Заговор равнодушных, стр. 45

Почему мы все-таки стали жить вместе? Вероятно, потому, что вопреки ожиданиям я привязался к ребенку. Если бы не твой характер, возможно, у нас получилось бы даже что-то вроде нормальной семьи. Но болезнь выработала в тебе неприсущую раньше мнительность. По существу, конечно, ты права: мы были людьми, друг другу совершенно чужими; ты не понимала, чем я живу, и мучительно пыталась в этом разобраться. Одна твоя привычка смотреть на меня минутами, не моргая, способна была вывести меня из себя. И все же эти два года (или два с половиной?) на строительстве и затем на новом заводе мы прожили относительно мирно.

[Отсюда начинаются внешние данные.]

use std::collections::HashMap;
use std::sync::Arc;

use async_trait::async_trait;
use indexmap::IndexMap;
use recordhub_core::{ObjectMetadataItem, ObjectMetadataMaps, SEARCH_VECTOR_FIELD, metadata};
use recordhub_query::{QueryMode, SelectQuery, to_tsvector};
use recordhub_storage::{
    RawRow, RecordStorage, StorageError, now_timestamp, prepare_insert,
};
use serde_json::Value;
use tokio::sync::RwLock;
use tracing::debug;

use crate::query::{compare_rows, matches};

/// Key of one table: `(schema, table)`.
pub type TableKey = (String, String);

/// Rows of one table in insertion order, plus the columns feeding its search vector.
#[derive(Debug, Default, Clone)]
struct Table {
    rows: IndexMap<String, RawRow>,
    search_columns: Vec<String>,
}

impl Table {
    fn refresh_search_vector(&self, row: &mut RawRow) {
        if self.search_columns.is_empty() {
            return;
        }
        let text = self
            .search_columns
            .iter()
            .filter_map(|c| row.get(c).and_then(Value::as_str))
            .collect::<Vec<_>>()
            .join(" ");
        let lexemes = to_tsvector(&text).into_iter().map(Value::String).collect();
        row.insert(SEARCH_VECTOR_FIELD.to_string(), Value::Array(lexemes));
    }
}

/// In-memory record storage backend.
///
/// Tables must be registered from object metadata before use. The generated
/// `searchVector` column is maintained on insert, mirroring a generated
/// column in PostgreSQL. Query results keep insertion order for rows that
/// compare equal under the requested ordering.
#[derive(Debug, Default, Clone)]
pub struct InMemoryStorage {
    tables: Arc<RwLock<HashMap<TableKey, Table>>>,
}

/// Columns holding the text of the object's search vector fields.
fn search_columns(object: &ObjectMetadataItem) -> Vec<String> {
    object
        .search_vector_fields
        .iter()
        .filter_map(|name| object.field(name))
        .flat_map(|field| match field.field_type.composite_properties() {
            Some(properties) => properties
                .iter()
                .filter(|p| p.kind == recordhub_core::CompositePropertyKind::Text)
                .map(|p| metadata::composite_column_name(&field.name, p.name))
                .collect(),
            None => vec![field.name.clone()],
        })
        .collect()
}

impl InMemoryStorage {
    /// Creates an empty storage without tables.
    pub fn new() -> Self {
        Self::default()
    }

    /// Creates a storage with one table per object of the workspace.
    pub fn with_workspace(schema: &str, objects: &ObjectMetadataMaps) -> Self {
        let mut tables = HashMap::new();
        for object in objects.iter() {
            tables.insert(
                (schema.to_string(), object.name_singular.clone()),
                Table {
                    rows: IndexMap::new(),
                    search_columns: search_columns(object),
                },
            );
        }
        Self {
            tables: Arc::new(RwLock::new(tables)),
        }
    }

    /// Registers (or re-registers) the table of one object. Existing rows are kept.
    pub async fn register_object(&self, schema: &str, object: &ObjectMetadataItem) {
        let mut tables = self.tables.write().await;
        let table = tables
            .entry((schema.to_string(), object.name_singular.clone()))
            .or_default();
        table.search_columns = search_columns(object);
    }

    /// Number of stored rows in a table, soft-deleted rows included.
    pub async fn row_count(&self, schema: &str, table: &str) -> usize {
        let tables = self.tables.read().await;
        tables
            .get(&(schema.to_string(), table.to_string()))
            .map_or(0, |t| t.rows.len())
    }

    fn key(schema: &str, table: &str) -> TableKey {
        (schema.to_string(), table.to_string())
    }
}

#[async_trait]
impl RecordStorage for InMemoryStorage {
    async fn find_many(&self, query: &SelectQuery) -> Result<Vec<RawRow>, StorageError> {
        let tables = self.tables.read().await;
        let table = tables
            .get(&Self::key(query.schema(), query.table()))
            .ok_or_else(|| StorageError::table_not_found(query.schema(), query.table()))?;

        let predicate = query.predicate();
        let mut rows: Vec<&RawRow> = table
            .rows
            .values()
            .filter(|row| matches(&predicate, row))
            .collect();

        // Stable: ties keep insertion order.
        if !query.order().is_empty() {
            rows.sort_by(|a, b| compare_rows(query.order(), a, b));
        }

        let limit = query.limit().unwrap_or(usize::MAX);
        let result: Vec<RawRow> = rows
            .into_iter()
            .take(limit)
            .map(|row| match query.mode() {
                QueryMode::Rows => row.clone(),
                QueryMode::IdsOnly => {
                    let mut ids = RawRow::new();
                    if let Some(id) = row.get("id") {
                        ids.insert("id".to_string(), id.clone());
                    }
                    ids
                }
            })
            .collect();

        debug!(table = %query.table(), count = result.len(), "In-memory find_many");
        Ok(result)
    }

    async fn count(&self, query: &SelectQuery) -> Result<u64, StorageError> {
        let tables = self.tables.read().await;
        let table = tables
            .get(&Self::key(query.schema(), query.table()))
            .ok_or_else(|| StorageError::table_not_found(query.schema(), query.table()))?;

        let predicate = query.predicate();
        Ok(table.rows.values().filter(|row| matches(&predicate, row)).count() as u64)
    }

    async fn insert(
        &self,
        schema: &str,
        table: &str,
        row: RawRow,
    ) -> Result<RawRow, StorageError> {
        let mut tables = self.tables.write().await;
        let target = tables
            .get_mut(&Self::key(schema, table))
            .ok_or_else(|| StorageError::table_not_found(schema, table))?;

        let mut row = prepare_insert(row);
        let id = row
            .get("id")
            .and_then(Value::as_str)
            .map(str::to_string)
            .ok_or_else(|| StorageError::invalid_record("id must be a string"))?;

        if target.rows.contains_key(&id) {
            return Err(StorageError::already_exists(table, id));
        }

        target.refresh_search_vector(&mut row);
        target.rows.insert(id, row.clone());
        Ok(row)
    }

    async fn soft_delete_many(
        &self,
        schema: &str,
        table: &str,
        ids: &[String],
    ) -> Result<Vec<RawRow>, StorageError> {
        let mut tables = self.tables.write().await;
        let target = tables
            .get_mut(&Self::key(schema, table))
            .ok_or_else(|| StorageError::table_not_found(schema, table))?;

        let now = Value::String(now_timestamp());
        let mut deleted = Vec::new();
        for id in ids {
            if let Some(row) = target.rows.get_mut(id)
                && row.get("deletedAt").is_none_or(Value::is_null)
            {
                row.insert("deletedAt".to_string(), now.clone());
                deleted.push(row.clone());
            }
        }

        debug!(table = %table, requested = ids.len(), deleted = deleted.len(), "In-memory soft delete");
        Ok(deleted)
    }

    fn backend_name(&self) -> &'static str {
        "memory"
    }
}

#[cfg(test)]
mod tests {
    use super::*;
    use recordhub_core::{FieldMetadata, FieldMetadataType};
    use recordhub_query::{OrderByExpr, Predicate, SearchTerms, SqlValue, Operator};
    use serde_json::json;

    fn workspace() -> ObjectMetadataMaps {
        ObjectMetadataMaps::from_items(vec![
            ObjectMetadataItem::new("person", "people")
                .with_field(FieldMetadata::new("name", FieldMetadataType::FullName))
                .with_field(FieldMetadata::new("city", FieldMetadataType::Text))
                .with_search_vector(&["name", "city"]),
        ])
        .unwrap()
    }

    fn row(value: Value) -> RawRow {
        match value {
            Value::Object(map) => map,
            _ => RawRow::new(),
        }
    }

    async fn seeded() -> InMemoryStorage {
        let storage = InMemoryStorage::with_workspace("ws", &workspace());
        for (first, last, city) in [
            ("John", "Doe", "Paris"),
            ("Jane", "Doe", "Lyon"),
            ("Bob", "Smith", "Paris"),
        ] {
            storage
                .insert(
                    "ws",
                    "person",
                    row(json!({"nameFirstName": first, "nameLastName": last, "city": city})),
                )
                .await
                .unwrap();
        }
        storage
    }

    #[tokio::test]
    async fn test_insert_computes_search_vector() {
        let storage = seeded().await;
        let rows = storage
            .find_many(&SelectQuery::new("ws", "person").take(1))
            .await
            .unwrap();
        assert_eq!(rows[0]["searchVector"], json!(["john", "doe", "paris"]));
        assert!(rows[0]["id"].is_string());
    }

    #[tokio::test]
    async fn test_find_many_filters_and_orders() {
        let storage = seeded().await;
        let query = SelectQuery::new("ws", "person")
            .where_condition(Predicate::compare(
                "city",
                Operator::Eq,
                SqlValue::Text("Paris".into()),
            ))
            .order_by(OrderByExpr::desc("nameFirstName"));
        let rows = storage.find_many(&query).await.unwrap();
        let names: Vec<&str> = rows
            .iter()
            .map(|r| r["nameFirstName"].as_str().unwrap())
            .collect();
        assert_eq!(names, vec!["John", "Bob"]);
        assert_eq!(storage.count(&query).await.unwrap(), 2);
    }

    #[tokio::test]
    async fn test_search_ranking_is_stable() {
        let storage = seeded().await;
        let terms = SearchTerms::from_input("doe").unwrap();
        let mut query = SelectQuery::new("ws", "person");
        query.and_where(terms.predicate());
        for order in terms.ranking() {
            query.push_order_by(order);
        }
        let rows = storage.find_many(&query).await.unwrap();
        let names: Vec<&str> = rows
            .iter()
            .map(|r| r["nameFirstName"].as_str().unwrap())
            .collect();
        assert_eq!(names, vec!["John", "Jane"]);
    }

    #[tokio::test]
    async fn test_soft_delete_many() {
        let storage = seeded().await;
        let ids: Vec<String> = storage
            .find_many(&SelectQuery::new("ws", "person").ids_only())
            .await
            .unwrap()
            .iter()
            .map(|r| r["id"].as_str().unwrap().to_string())
            .collect();
        assert_eq!(ids.len(), 3);

        let deleted = storage
            .soft_delete_many("ws", "person", &ids[..2])
            .await
            .unwrap();
        assert_eq!(deleted.len(), 2);
        assert!(deleted[0]["deletedAt"].is_string());

        // Already deleted rows are skipped.
        let again = storage
            .soft_delete_many("ws", "person", &ids[..1])
            .await
            .unwrap();
        assert!(again.is_empty());

        let live = SelectQuery::new("ws", "person").where_condition(Predicate::is_null("deletedAt"));
        assert_eq!(storage.count(&live).await.unwrap(), 1);
        assert_eq!(storage.row_count("ws", "person").await, 3);
    }

    #[tokio::test]
    async fn test_duplicate_and_unknown_table() {
        let storage = seeded().await;
        storage
            .insert("ws", "person", row(json!({"id": "fixed"})))
            .await
            .unwrap();
        let dup = storage
            .insert("ws", "person", row(json!({"id": "fixed"})))
            .await;
        assert!(matches!(dup, Err(StorageError::AlreadyExists { .. })));

        let missing = storage.find_many(&SelectQuery::new("ws", "company")).await;
        assert!(matches!(missing, Err(StorageError::TableNotFound { .. })));
    }

    #[tokio::test]
    async fn test_register_object_adds_table() {
        let storage = InMemoryStorage::new();
        storage
            .register_object("ws", &ObjectMetadataItem::new("note", "notes"))
            .await;
        storage
            .insert("ws", "note", row(json!({})))
            .await
            .unwrap();
        assert_eq!(storage.row_count("ws", "note").await, 1);
        assert_eq!(storage.backend_name(), "memory");
    }
}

«Некто», появившийся у нас однажды вечером, почему-то «не понравился тебе с первого взгляда». Вечером после его визита у нас с тобой вышел крупный разговор. Началось с каких-то пустяков. В результате ты наговорила мне кучу грубостей. В этот вечер я впервые убедился, что ты видишь и подмечаешь вещи, которые раньше не укладывались в кругозор твоего понимания. Это неожиданное открытие поразило меня весьма неприятно… Ночью у тебя горлом пошла кровь. Врачи долго не могли остановить.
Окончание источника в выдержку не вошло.